● **Exercise directions**: Match the string "args" against each line below, and copy every line that matches.

● **Given records**:
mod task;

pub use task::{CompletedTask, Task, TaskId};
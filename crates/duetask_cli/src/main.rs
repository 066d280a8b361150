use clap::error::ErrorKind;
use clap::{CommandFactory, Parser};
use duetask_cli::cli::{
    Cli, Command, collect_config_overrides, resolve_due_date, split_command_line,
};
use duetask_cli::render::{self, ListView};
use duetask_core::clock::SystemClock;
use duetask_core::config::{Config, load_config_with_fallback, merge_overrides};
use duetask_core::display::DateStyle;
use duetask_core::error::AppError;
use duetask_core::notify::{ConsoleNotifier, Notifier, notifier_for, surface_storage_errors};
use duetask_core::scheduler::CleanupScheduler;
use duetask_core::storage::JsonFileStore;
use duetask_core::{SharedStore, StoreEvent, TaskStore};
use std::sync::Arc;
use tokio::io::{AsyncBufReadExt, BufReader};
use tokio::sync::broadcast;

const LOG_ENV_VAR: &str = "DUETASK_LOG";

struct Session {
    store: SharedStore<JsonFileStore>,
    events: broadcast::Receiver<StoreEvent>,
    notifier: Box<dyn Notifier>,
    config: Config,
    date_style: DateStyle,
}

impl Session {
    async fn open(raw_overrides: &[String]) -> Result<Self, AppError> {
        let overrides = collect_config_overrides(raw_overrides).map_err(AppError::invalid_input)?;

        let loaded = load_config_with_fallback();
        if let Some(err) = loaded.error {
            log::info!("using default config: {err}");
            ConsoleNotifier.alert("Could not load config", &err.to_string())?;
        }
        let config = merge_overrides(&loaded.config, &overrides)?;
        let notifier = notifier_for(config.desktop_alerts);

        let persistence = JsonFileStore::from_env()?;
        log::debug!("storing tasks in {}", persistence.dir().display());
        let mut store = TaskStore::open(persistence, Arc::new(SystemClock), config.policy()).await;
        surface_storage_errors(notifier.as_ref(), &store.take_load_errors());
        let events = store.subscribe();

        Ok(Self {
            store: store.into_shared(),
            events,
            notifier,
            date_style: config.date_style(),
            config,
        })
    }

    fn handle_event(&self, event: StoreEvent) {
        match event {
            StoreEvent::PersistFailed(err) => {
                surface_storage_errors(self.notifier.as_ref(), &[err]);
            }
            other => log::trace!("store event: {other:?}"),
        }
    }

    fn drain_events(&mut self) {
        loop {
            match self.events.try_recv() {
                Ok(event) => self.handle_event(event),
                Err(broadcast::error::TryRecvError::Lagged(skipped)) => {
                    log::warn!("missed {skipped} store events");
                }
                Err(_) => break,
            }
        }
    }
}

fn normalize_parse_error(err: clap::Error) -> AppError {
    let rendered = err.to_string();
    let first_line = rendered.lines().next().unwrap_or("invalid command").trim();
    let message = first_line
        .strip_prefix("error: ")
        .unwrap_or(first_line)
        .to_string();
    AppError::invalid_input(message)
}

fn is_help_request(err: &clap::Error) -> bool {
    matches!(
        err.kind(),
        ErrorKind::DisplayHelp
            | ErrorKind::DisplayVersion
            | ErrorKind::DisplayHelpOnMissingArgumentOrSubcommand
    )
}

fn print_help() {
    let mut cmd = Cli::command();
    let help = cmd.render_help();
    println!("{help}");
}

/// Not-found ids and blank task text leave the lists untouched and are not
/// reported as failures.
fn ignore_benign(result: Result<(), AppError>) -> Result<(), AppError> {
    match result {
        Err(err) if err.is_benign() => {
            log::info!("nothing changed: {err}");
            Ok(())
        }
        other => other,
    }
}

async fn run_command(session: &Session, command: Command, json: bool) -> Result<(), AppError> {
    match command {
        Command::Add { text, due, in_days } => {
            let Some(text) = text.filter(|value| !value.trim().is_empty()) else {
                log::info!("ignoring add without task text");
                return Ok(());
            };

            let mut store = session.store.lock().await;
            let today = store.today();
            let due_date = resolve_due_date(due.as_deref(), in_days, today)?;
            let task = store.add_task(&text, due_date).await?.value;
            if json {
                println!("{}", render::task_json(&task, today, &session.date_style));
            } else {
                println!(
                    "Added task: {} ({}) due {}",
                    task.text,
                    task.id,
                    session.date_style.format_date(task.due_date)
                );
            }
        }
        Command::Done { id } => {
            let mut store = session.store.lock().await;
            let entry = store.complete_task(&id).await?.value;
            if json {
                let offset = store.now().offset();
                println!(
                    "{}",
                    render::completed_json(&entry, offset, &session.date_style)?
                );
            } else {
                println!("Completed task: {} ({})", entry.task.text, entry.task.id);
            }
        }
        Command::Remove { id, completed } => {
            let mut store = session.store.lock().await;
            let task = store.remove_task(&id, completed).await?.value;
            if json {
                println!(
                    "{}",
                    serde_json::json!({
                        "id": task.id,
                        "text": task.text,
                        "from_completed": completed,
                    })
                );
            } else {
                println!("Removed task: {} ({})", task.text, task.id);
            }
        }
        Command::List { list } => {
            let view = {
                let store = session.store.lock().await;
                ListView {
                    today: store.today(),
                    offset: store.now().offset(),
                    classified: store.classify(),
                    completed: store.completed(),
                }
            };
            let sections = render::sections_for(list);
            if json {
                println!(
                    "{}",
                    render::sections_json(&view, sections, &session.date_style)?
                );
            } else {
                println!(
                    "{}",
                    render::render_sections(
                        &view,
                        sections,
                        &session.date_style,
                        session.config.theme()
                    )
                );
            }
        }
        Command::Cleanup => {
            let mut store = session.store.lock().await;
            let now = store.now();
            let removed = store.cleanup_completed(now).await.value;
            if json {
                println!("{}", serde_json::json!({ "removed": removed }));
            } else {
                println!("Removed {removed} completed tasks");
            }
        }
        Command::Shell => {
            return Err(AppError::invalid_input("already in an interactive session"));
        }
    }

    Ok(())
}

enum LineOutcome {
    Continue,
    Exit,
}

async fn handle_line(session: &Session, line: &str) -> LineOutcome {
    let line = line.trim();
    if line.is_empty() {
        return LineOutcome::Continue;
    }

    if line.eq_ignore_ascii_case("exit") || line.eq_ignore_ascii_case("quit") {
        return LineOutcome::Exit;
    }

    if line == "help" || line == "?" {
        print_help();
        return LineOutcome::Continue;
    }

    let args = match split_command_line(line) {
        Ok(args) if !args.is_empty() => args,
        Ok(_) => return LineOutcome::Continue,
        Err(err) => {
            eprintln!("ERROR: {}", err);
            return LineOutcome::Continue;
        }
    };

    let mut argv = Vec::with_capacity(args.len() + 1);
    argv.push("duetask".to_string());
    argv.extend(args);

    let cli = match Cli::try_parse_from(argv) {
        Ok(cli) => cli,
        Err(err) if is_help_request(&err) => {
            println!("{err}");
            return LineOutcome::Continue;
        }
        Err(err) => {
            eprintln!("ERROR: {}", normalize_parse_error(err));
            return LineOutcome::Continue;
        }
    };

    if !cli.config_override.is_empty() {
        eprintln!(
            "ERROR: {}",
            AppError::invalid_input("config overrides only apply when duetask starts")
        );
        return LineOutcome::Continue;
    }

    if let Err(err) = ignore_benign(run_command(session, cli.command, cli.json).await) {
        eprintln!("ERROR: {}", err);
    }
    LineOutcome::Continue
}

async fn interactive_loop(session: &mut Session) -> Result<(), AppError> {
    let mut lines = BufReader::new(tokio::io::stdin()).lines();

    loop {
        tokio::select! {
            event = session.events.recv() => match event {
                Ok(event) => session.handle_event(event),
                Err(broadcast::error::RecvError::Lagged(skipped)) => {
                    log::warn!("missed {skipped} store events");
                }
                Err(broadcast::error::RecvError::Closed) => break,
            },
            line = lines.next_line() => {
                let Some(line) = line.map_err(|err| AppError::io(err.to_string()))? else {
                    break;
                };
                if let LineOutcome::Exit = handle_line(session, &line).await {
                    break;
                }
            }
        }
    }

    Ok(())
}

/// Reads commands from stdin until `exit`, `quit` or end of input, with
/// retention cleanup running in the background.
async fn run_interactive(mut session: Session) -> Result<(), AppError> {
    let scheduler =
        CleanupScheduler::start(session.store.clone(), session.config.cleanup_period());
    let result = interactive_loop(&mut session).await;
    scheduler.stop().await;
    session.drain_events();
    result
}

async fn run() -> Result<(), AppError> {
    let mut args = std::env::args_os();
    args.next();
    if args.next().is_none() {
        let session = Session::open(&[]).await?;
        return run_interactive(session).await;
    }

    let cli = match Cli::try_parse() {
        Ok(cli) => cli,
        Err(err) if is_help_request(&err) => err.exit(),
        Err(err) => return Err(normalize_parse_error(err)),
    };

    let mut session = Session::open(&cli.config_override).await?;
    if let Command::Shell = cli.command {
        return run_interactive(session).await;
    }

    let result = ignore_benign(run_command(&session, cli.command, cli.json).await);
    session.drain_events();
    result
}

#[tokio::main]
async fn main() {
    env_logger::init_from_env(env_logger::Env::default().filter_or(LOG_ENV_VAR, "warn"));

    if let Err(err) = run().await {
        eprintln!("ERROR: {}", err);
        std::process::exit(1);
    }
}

---

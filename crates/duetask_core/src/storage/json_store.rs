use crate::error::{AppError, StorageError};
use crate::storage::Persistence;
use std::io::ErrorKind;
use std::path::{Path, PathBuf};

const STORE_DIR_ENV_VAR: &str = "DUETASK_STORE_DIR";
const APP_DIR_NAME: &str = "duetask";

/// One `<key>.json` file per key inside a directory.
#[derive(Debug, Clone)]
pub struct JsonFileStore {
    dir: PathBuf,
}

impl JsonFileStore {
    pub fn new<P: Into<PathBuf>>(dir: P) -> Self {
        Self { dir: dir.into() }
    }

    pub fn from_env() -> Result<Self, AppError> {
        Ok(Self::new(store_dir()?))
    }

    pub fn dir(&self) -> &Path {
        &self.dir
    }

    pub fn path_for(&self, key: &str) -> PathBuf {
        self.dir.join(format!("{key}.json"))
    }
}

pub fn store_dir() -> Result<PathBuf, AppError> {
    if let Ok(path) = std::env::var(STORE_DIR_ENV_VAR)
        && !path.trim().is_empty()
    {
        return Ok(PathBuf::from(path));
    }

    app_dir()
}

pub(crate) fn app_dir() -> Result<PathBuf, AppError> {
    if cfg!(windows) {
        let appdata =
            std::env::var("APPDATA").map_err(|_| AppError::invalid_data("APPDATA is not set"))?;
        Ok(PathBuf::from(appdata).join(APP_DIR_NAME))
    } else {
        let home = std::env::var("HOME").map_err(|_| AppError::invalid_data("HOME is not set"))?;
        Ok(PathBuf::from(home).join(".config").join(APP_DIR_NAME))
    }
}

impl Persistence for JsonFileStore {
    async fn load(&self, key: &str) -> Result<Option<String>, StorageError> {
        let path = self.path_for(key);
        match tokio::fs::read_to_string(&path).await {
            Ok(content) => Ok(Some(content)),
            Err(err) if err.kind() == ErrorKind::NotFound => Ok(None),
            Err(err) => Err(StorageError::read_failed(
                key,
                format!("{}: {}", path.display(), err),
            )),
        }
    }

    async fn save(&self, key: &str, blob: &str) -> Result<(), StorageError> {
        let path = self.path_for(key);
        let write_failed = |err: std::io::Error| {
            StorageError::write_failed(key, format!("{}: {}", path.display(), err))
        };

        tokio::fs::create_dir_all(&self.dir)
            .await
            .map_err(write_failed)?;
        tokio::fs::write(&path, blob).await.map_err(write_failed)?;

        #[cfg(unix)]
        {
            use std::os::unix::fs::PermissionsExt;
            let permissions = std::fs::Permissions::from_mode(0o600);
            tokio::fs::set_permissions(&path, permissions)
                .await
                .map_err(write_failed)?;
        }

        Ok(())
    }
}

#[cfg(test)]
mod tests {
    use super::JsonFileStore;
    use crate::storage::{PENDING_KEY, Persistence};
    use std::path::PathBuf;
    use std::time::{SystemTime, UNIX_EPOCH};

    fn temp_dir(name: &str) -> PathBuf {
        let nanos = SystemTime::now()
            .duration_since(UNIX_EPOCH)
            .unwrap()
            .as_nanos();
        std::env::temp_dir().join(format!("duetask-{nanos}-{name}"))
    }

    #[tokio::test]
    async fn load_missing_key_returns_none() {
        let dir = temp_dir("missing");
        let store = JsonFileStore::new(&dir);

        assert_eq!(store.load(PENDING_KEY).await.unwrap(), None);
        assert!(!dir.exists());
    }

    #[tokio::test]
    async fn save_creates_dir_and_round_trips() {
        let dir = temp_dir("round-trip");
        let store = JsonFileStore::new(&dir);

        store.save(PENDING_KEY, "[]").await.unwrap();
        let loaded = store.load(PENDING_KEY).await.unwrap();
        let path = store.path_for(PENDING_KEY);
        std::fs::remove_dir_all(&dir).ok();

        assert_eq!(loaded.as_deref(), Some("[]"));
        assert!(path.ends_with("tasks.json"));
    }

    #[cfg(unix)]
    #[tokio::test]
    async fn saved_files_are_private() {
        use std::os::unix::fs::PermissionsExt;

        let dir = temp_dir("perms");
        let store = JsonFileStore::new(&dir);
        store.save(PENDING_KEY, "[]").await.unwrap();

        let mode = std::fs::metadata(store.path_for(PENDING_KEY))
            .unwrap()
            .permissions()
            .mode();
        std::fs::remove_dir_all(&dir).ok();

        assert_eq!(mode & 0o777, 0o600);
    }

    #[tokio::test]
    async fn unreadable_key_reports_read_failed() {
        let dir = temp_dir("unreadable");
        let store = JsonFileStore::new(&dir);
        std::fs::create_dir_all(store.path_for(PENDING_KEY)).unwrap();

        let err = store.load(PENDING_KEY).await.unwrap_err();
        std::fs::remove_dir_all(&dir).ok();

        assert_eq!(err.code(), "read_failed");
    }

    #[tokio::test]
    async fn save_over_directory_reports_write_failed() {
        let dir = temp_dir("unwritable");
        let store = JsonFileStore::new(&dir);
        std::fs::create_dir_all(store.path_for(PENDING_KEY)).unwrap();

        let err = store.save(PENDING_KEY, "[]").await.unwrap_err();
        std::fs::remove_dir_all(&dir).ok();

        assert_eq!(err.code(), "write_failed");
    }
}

● **Output of the task**:
    let args = match split_command_line(line) {
        Ok(args) if !args.is_empty() => args,
    let mut argv = Vec::with_capacity(args.len() + 1);
    argv.extend(args);
    let mut args = std::env::args_os();
    args.next();
    if args.next().is_none() {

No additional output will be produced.